== Aim of the exercise ==
Go to the line below containing "the defaults below." and print exactly from there through the line containing "pub const DEFAULT_SCALE_MIN: u32 = 25;", both included. Print nothing else.

────────

use thiserror::Error;

/// Errors produced by the store layer.
#[derive(Error, Debug)]
pub enum StoreError {
    /// SQLite error.
    #[error("Database error: {0}")]
    Sqlite(#[from] rusqlite::Error),

    /// Failed to determine a platform data directory.
    #[error("Could not determine application data directory")]
    NoDataDir,

    /// Generic I/O error (e.g. creating the database directory).
    #[error("IO error: {0}")]
    Io(#[from] std::io::Error),

    /// A query expected exactly one row but found none.
    #[error("Record not found")]
    NotFound,

    /// Migration failure.
    #[error("Migration error: {0}")]
    Migration(String),

    /// JSON (de)serialization of payload columns or backups.
    #[error("JSON error: {0}")]
    Json(#[from] serde_json::Error),

    /// Chrono parsing error.
    #[error("Timestamp parse error: {0}")]
    ChronoParse(#[from] chrono::ParseError),
}

/// Convenience alias used throughout the crate.
pub type Result<T> = std::result::Result<T, StoreError>;
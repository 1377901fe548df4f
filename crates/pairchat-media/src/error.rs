use thiserror::Error;

use pairchat_shared::error::SignalError;
use pairchat_shared::protocol::CallSignal;
use pairchat_shared::types::CallState;

/// Errors raised while setting up or negotiating a peer connection.
#[derive(Error, Debug)]
pub enum PeerError {
    #[error("Peer connection is not initialized")]
    NotInitialized,

    #[error("Negotiation already started on this connection")]
    AlreadyNegotiating,

    #[error("Invalid connection code: {0}")]
    Signal(#[from] SignalError),

    #[error("WebRTC error: {0}")]
    WebRtc(#[from] webrtc::Error),

    #[error("No local description after candidate gathering")]
    MissingLocalDescription,
}

#[derive(Error, Debug)]
pub enum AudioError {
    #[error("No input device available")]
    NoInputDevice,

    #[error("No output device available")]
    NoOutputDevice,

    #[error("Audio device error: {0}")]
    DeviceError(String),

    #[error("Audio stream error: {0}")]
    StreamError(String),

    #[error("Audio codec error: {0}")]
    CodecError(String),
}

#[derive(Error, Debug)]
pub enum CallError {
    #[error("A call is already in progress ({0})")]
    Busy(CallState),

    #[error("Call is {actual}, expected {expected}")]
    InvalidState { expected: CallState, actual: CallState },

    #[error("Could not send {} over the data channel", .0.as_str())]
    SignalNotSent(CallSignal),

    #[error(transparent)]
    Audio(#[from] AudioError),

    #[error(transparent)]
    Peer(#[from] PeerError),
}
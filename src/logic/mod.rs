// SPDX-License-Identifier: MIT
// SPDX-FileCopyrightText: 2025 Alexander Minges

//! Form-level logic built on top of the field validators.

pub mod submission;
pub mod submit_gate;
// SPDX-License-Identifier: MIT
// SPDX-FileCopyrightText: 2025 Alexander Minges

//! Validation limits for the upload form.
//!
//! Everything the validators compare against lives here so integrators can
//! tune the rules without touching the algorithms. Values are loaded from an
//! optional JSON file; missing keys fall back to the defaults below.

use std::path::Path;

use anyhow::{Context, Result};
use regex::Regex;
use serde::{Deserialize, Serialize};
use thiserror::Error;

/// Longest accepted hashtag, including the leading `#`.
pub const DEFAULT_MAX_HASHTAG_LENGTH: usize = 20;

/// Upper bound for `max_hashtag_length`; keeps the compiled pattern small.
pub const MAX_SUPPORTED_HASHTAG_LENGTH: usize = 256;

/// Maximum number of hashtags per upload.
pub const DEFAULT_MAX_HASHTAG_COUNT: usize = 5;

/// Maximum comment length in characters.
pub const DEFAULT_MAX_COMMENT_LENGTH: usize = 140;

/// Characters allowed after the `#`, as the body of a regex character class.
pub const DEFAULT_HASHTAG_ALPHABET: &str = "A-Za-zА-Яа-яЁё0-9";

/// Photo file extensions the upload accepts.
pub const DEFAULT_ACCEPTED_FILE_TYPES: &[&str] = &["gif", "jpg", "jpeg", "png"];

/// Preview scale bounds and step, in percent.
pub const DEFAULT_SCALE_MIN: u32 = 25;
pub const DEFAULT_SCALE_MAX: u32 = 100;
pub const DEFAULT_SCALE_STEP: u32 = 25;

/// Precondition failures for a [`ValidationConfig`].
#[derive(Debug, Error, PartialEq, Eq)]
pub enum ConfigError {
    #[error("max_hashtag_length must be at least 2 (got {0})")]
    HashtagLengthTooSmall(usize),

    #[error("max_hashtag_length must be at most {max} (got {0})", max = MAX_SUPPORTED_HASHTAG_LENGTH)]
    HashtagLengthTooLarge(usize),

    #[error("max_hashtag_count must be at least 1")]
    ZeroHashtagCount,

    #[error("hashtag_alphabet must not be empty")]
    EmptyAlphabet,

    #[error("hashtag_alphabet must stay inside a single character class")]
    AlphabetEscapesClass,

    #[error("hashtag_alphabet does not form a valid pattern: {0}")]
    InvalidAlphabet(String),

    #[error("hashtag pattern for length {0} exceeds the regex size limit")]
    PatternTooLarge(usize),

    #[error("accepted_file_types must list at least one extension")]
    NoAcceptedFileTypes,

    #[error("scale bounds are invalid: min {min}, max {max}, step {step}")]
    InvalidScale { min: u32, max: u32, step: u32 },
}

/// Configurable limits used by the form validators and the photo controls.
#[derive(Clone, Debug, PartialEq, Eq, Serialize, Deserialize)]
#[serde(default)]
pub struct ValidationConfig {
    pub max_hashtag_length: usize,
    pub max_hashtag_count: usize,
    pub max_comment_length: usize,
    pub hashtag_alphabet: String,
    /// Lower-case extensions without the leading dot.
    pub accepted_file_types: Vec<String>,
    pub scale_min: u32,
    pub scale_max: u32,
    pub scale_step: u32,
}

impl Default for ValidationConfig {
    fn default() -> Self {
        Self {
            max_hashtag_length: DEFAULT_MAX_HASHTAG_LENGTH,
            max_hashtag_count: DEFAULT_MAX_HASHTAG_COUNT,
            max_comment_length: DEFAULT_MAX_COMMENT_LENGTH,
            hashtag_alphabet: DEFAULT_HASHTAG_ALPHABET.to_string(),
            accepted_file_types: DEFAULT_ACCEPTED_FILE_TYPES
                .iter()
                .map(|t| t.to_string())
                .collect(),
            scale_min: DEFAULT_SCALE_MIN,
            scale_max: DEFAULT_SCALE_MAX,
            scale_step: DEFAULT_SCALE_STEP,
        }
    }
}

impl ValidationConfig {
    /// Parse a config from a JSON document. Unknown keys are ignored.
    pub fn from_json(json: &str) -> Result<Self> {
        let config: Self =
            serde_json::from_str(json).context("Failed to parse validation config JSON")?;
        config.check()?;
        Ok(config)
    }

    /// Read and parse a config file from disk.
    pub fn load(path: &Path) -> Result<Self> {
        let content = std::fs::read_to_string(path)
            .with_context(|| format!("Failed to read config file {}", path.display()))?;
        Self::from_json(&content).with_context(|| format!("Invalid config in {}", path.display()))
    }

    /// Anchored pattern a hashtag must match in full.
    ///
    /// The body length is bounded by `max_hashtag_length - 1` to leave room
    /// for the `#`.
    pub fn hashtag_pattern(&self) -> String {
        format!(
            "^#[{}]{{1,{}}}$",
            self.hashtag_alphabet,
            self.max_hashtag_length.saturating_sub(1)
        )
    }

    /// Check the preconditions the validators rely on.
    pub fn check(&self) -> Result<(), ConfigError> {
        if self.max_hashtag_length < 2 {
            return Err(ConfigError::HashtagLengthTooSmall(self.max_hashtag_length));
        }
        if self.max_hashtag_length > MAX_SUPPORTED_HASHTAG_LENGTH {
            return Err(ConfigError::HashtagLengthTooLarge(self.max_hashtag_length));
        }
        if self.max_hashtag_count == 0 {
            return Err(ConfigError::ZeroHashtagCount);
        }
        if self.hashtag_alphabet.trim().is_empty() {
            return Err(ConfigError::EmptyAlphabet);
        }
        if !stays_in_class(&self.hashtag_alphabet) {
            return Err(ConfigError::AlphabetEscapesClass);
        }
        if self.accepted_file_types.iter().all(|t| t.trim().is_empty()) {
            return Err(ConfigError::NoAcceptedFileTypes);
        }
        if self.scale_step == 0 || self.scale_min == 0 || self.scale_min > self.scale_max {
            return Err(ConfigError::InvalidScale {
                min: self.scale_min,
                max: self.scale_max,
                step: self.scale_step,
            });
        }
        self.compile_pattern().map(|_| ())
    }

    /// Compile [`Self::hashtag_pattern`] into a regex.
    pub(crate) fn compile_pattern(&self) -> Result<Regex, ConfigError> {
        Regex::new(&self.hashtag_pattern()).map_err(|err| match err {
            regex::Error::CompiledTooBig(_) => {
                ConfigError::PatternTooLarge(self.max_hashtag_length)
            }
            other => ConfigError::InvalidAlphabet(other.to_string()),
        })
    }
}

/// Whether `alphabet`, placed inside `[...]`, closes only its own nested classes.
///
/// Tracks bracket depth with escapes skipped. A `]` directly after an opening
/// `[` (or `[^`) is a literal, matching the regex crate's class syntax.
fn stays_in_class(alphabet: &str) -> bool {
    let mut depth = 1usize;
    let mut class_start = true;
    let mut chars = alphabet.chars().peekable();

    while let Some(c) = chars.next() {
        match c {
            '\\' => {
                chars.next();
            }
            '[' => {
                depth += 1;
                if chars.peek() == Some(&'^') {
                    chars.next();
                }
                class_start = true;
                continue;
            }
            ']' if !class_start => {
                depth -= 1;
                if depth == 0 {
                    return false;
                }
            }
            _ => {}
        }
        class_start = false;
    }

    depth == 1
}
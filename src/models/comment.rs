// SPDX-License-Identifier: MIT
// SPDX-FileCopyrightText: 2025 Alexander Minges

//! Comment field validation.

use crate::config::ValidationConfig;
use crate::models::validity::{ErrorKind, Validity};

/// Checks the optional free-text comment against the configured length limit.
#[derive(Clone, Copy, Debug, PartialEq, Eq)]
pub struct CommentValidator {
    max_length: usize,
}

impl CommentValidator {
    pub fn new(config: &ValidationConfig) -> Self {
        Self {
            max_length: config.max_comment_length,
        }
    }

    /// Length is measured in characters; an empty comment is always valid.
    pub fn validate(&self, text: &str) -> Validity {
        if text.chars().count() > self.max_length {
            Validity::Invalid(ErrorKind::MaxCommentLength)
        } else {
            Validity::Valid
        }
    }
}
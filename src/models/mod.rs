// SPDX-License-Identifier: MIT
// SPDX-FileCopyrightText: 2025 Alexander Minges

//! Domain layer: pure validators for the upload form fields, photo rules, and diagnostics.

pub mod comment;
pub mod hashtags;
pub mod photo;
pub mod validity;

pub use comment::CommentValidator;
pub use hashtags::HashtagValidator;
pub use photo::PhotoRules;
pub use validity::{ErrorKind, Validity};

use crate::config::{ConfigError, ValidationConfig};

/// Field validators and photo rules built from one config.
#[derive(Clone, Debug)]
pub struct Validators {
    pub hashtags: HashtagValidator,
    pub comment: CommentValidator,
    pub photo: PhotoRules,
}

impl Validators {
    pub fn new(config: &ValidationConfig) -> Result<Self, ConfigError> {
        Ok(Self {
            hashtags: HashtagValidator::new(config)?,
            comment: CommentValidator::new(config),
            photo: PhotoRules::new(config),
        })
    }
}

────────

== Answer for this exercise ==
//! optional JSON file; missing keys fall back to the defaults below.

use std::path::Path;

use anyhow::{Context, Result};
use regex::Regex;
use serde::{Deserialize, Serialize};
use thiserror::Error;

/// Longest accepted hashtag, including the leading `#`.
pub const DEFAULT_MAX_HASHTAG_LENGTH: usize = 20;

/// Upper bound for `max_hashtag_length`; keeps the compiled pattern small.
pub const MAX_SUPPORTED_HASHTAG_LENGTH: usize = 256;

/// Maximum number of hashtags per upload.
pub const DEFAULT_MAX_HASHTAG_COUNT: usize = 5;

/// Maximum comment length in characters.
pub const DEFAULT_MAX_COMMENT_LENGTH: usize = 140;

/// Characters allowed after the `#`, as the body of a regex character class.
pub const DEFAULT_HASHTAG_ALPHABET: &str = "A-Za-zА-Яа-яЁё0-9";

/// Photo file extensions the upload accepts.
pub const DEFAULT_ACCEPTED_FILE_TYPES: &[&str] = &["gif", "jpg", "jpeg", "png"];

/// Preview scale bounds and step, in percent.
pub const DEFAULT_SCALE_MIN: u32 = 25;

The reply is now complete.